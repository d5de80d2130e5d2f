//! # Route generators
//!
//! Each generator takes a [`TechMap`](crate::tech::TechMap) and two ports and
//! returns a fresh cell holding Manhattan wires plus whatever vias are needed
//! where the wire changes layer. Routes do no checking against surrounding
//! geometry. Ports of the result are named by their final orientation so
//! routes can be chained without knowing how they were built.

use arcstr::ArcStr;
use serde::{Deserialize, Serialize};

use crate::error::Result;
use crate::geometry::{Dir, Int, Point, Rect, RectExt};
use crate::layout::{Cell, Library, Port};
use crate::via::Via;

pub mod c_route;
pub mod l_route;
pub mod straight;

pub use c_route::{c_route, CRouteOpts, CRouteOptsBuilder};
pub use l_route::{l_route, LRouteOpts, LRouteOptsBuilder};
pub use straight::{straight_route, StraightRouteOpts, StraightRouteOptsBuilder};

/// Whether a corner via is pulled off-center so that its inner corner meets
/// the inner corner of the route.
#[derive(Debug, Copy, Clone, Eq, PartialEq, Hash, Serialize, Deserialize)]
pub struct ViaOffset {
    pub offset_x: bool,
    pub offset_y: bool,
}

impl Default for ViaOffset {
    fn default() -> Self {
        Self::both()
    }
}

impl ViaOffset {
    pub const fn both() -> Self {
        Self {
            offset_x: true,
            offset_y: true,
        }
    }

    pub const fn none() -> Self {
        Self {
            offset_x: false,
            offset_y: false,
        }
    }

    pub(crate) fn enabled(&self, dir: Dir) -> bool {
        match dir {
            Dir::Horiz => self.offset_x,
            Dir::Vert => self.offset_y,
        }
    }

    /// Shift of a via of extent `via_len` centered in a leg of width
    /// `leg_width`, toward `sign` along `dir`.
    ///
    /// Rounds toward zero, so a via narrower than its leg stays inside it
    /// when either extent is odd.
    pub(crate) fn shift(&self, dir: Dir, leg_width: Int, via_len: Int, sign: Int) -> Int {
        if self.enabled(dir) {
            sign * ((leg_width - via_len).abs() / 2)
        } else {
            0
        }
    }
}

/// A rectangle covering `a0..a1` along `axis` and `width` across it,
/// centered on `across`.
pub(crate) fn span_rect(axis: Dir, a0: Int, a1: Int, across: Int, width: Int) -> Rect {
    let lo = across - width / 2;
    match axis {
        Dir::Horiz => Rect::from_sides(a0, lo, a1, lo + width),
        Dir::Vert => Rect::from_sides(lo, a0, lo + width, a1),
    }
}

pub(crate) fn point_on(axis: Dir, along: Int, across: Int) -> Point {
    match axis {
        Dir::Horiz => Point::new(along, across),
        Dir::Vert => Point::new(across, along),
    }
}

#[inline]
pub(crate) fn sign(x: Int) -> Int {
    if x < 0 {
        -1
    } else {
        1
    }
}

pub(crate) fn layer_or(layer: &Option<ArcStr>, port: &Port) -> ArcStr {
    layer.clone().unwrap_or_else(|| port.layer.clone())
}

/// Instances `via` into `cell` centered on `center` and returns the via's
/// ports in `cell`'s frame.
pub(crate) fn place_via(
    lib: &Library,
    cell: &mut Cell,
    via: &Via,
    name: &str,
    center: Point,
) -> Result<Vec<Port>> {
    let mut inst = lib.instance(name, via.cell)?;
    inst.loc = center;
    let ports = lib.instance_ports(&inst)?;
    cell.add_instance(inst);
    Ok(ports)
}

#[cfg(test)]
mod tests {
    use super::*;
    use crate::geometry::Dims;

    #[test]
    fn test_span_rect() {
        assert_eq!(
            span_rect(Dir::Horiz, 10, -5, 0, 4),
            Rect::from_sides(-5, -2, 10, 2)
        );
        assert_eq!(
            span_rect(Dir::Vert, 0, 30, 100, 5),
            Rect::from_sides(98, 0, 103, 30)
        );
    }

    #[test]
    fn test_via_shift() {
        let off = ViaOffset {
            offset_x: true,
            offset_y: false,
        };
        assert_eq!(off.shift(Dir::Horiz, 500, 300, -1), -100);
        assert_eq!(off.shift(Dir::Horiz, 300, 500, 1), 100);
        assert_eq!(off.shift(Dir::Vert, 500, 300, 1), 0);
    }

    #[test]
    fn test_via_shift_keeps_odd_vias_inside() {
        let off = ViaOffset::both();
        assert_eq!(off.shift(Dir::Horiz, 184, 171, 1), 6);
        assert_eq!(off.shift(Dir::Vert, 185, 170, -1), -7);

        // A 171-wide via in a 184-wide leg centered on 0 spans -92..92.
        let leg = span_rect(Dir::Vert, 0, 10, 0, 184);
        for sign in [1, -1] {
            let shift = off.shift(Dir::Horiz, 184, 171, sign);
            let via = Rect::from_center(Point::new(shift, 5), Dims::new(171, 1));
            assert!(leg.encloses(&via), "{via:?} leaves {leg:?}");
        }
    }
}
********
→ **Task directions**
Pull every line with the string "layer" from the data above.

→ **Answer to the problem**
//! where the wire changes layer. Routes do no checking against surrounding
pub(crate) fn layer_or(layer: &Option<ArcStr>, port: &Port) -> ArcStr {
    layer.clone().unwrap_or_else(|| port.layer.clone())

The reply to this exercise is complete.